Tribochemistry of unsaturated fatty acids as friction modifiers in (bio)diesel fuel

Abstract

The impact of fatty acids on the lubricity of diesel and biodiesel fuels was investigated in steel/steel contacts at two different temperatures of 40 °C and 100 °C. The addition of 7% v/v Fatty Acid Methyl Esters (FAMEs) to fuels, to form biodiesel, lubricates the steel–steel contact and the friction coefficient is reduced by about 30%. Further addition of fatty acids leads to a significant reduction in friction by a factor of 2 at the highest temperature of 100 °C. Some unsaturated fatty acid additives boost the friction reduction by a synergistic effect with the biofuel. The analysis of worn surfaces by XPS revealed the formation of an insulating film mainly located at the center of the tracks and the disappearance of carboxylic groups. PM-IRRAS analysis demonstrated the lack of carbon double bonds in the tribofilm and the presence of some esters (iron and/or organic soaps). By combining high-resolution photoemission soft X-ray absorption and SIMS studies, we found that the extreme surface of the tribofilm is formed by planar arrangements of sp²-rich molecules such as quinones and/or graphene oxides.
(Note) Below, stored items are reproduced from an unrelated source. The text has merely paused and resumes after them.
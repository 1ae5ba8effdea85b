//! Event-driven cache invalidation: rule registry, condition language, and
//! delayed/async dispatch onto `CacheManager::invalidate`.

pub mod engine;
pub mod rule;
pub mod stats;

pub use engine::{InvalidationEngine, RuleInvalidationStats};
pub use rule::InvalidationRule;
pub use stats::RuleStatisticsSnapshot;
It is thought that under the effects of shearing, temperature and possibly oxygen from air or fuel, complex chemical reactions between FAME and unsaturated additives occur in the diesel matrix generating a new tribofilm material on the steel surface. As double bonds are involved in the process, the basic tribochemistry mechanism is thought to be related to a reticulation process catalyzed by the formation of oxide particles in the sliding interfacial contact zone accompanied by an aromatization of the fatty acids at the extreme surface.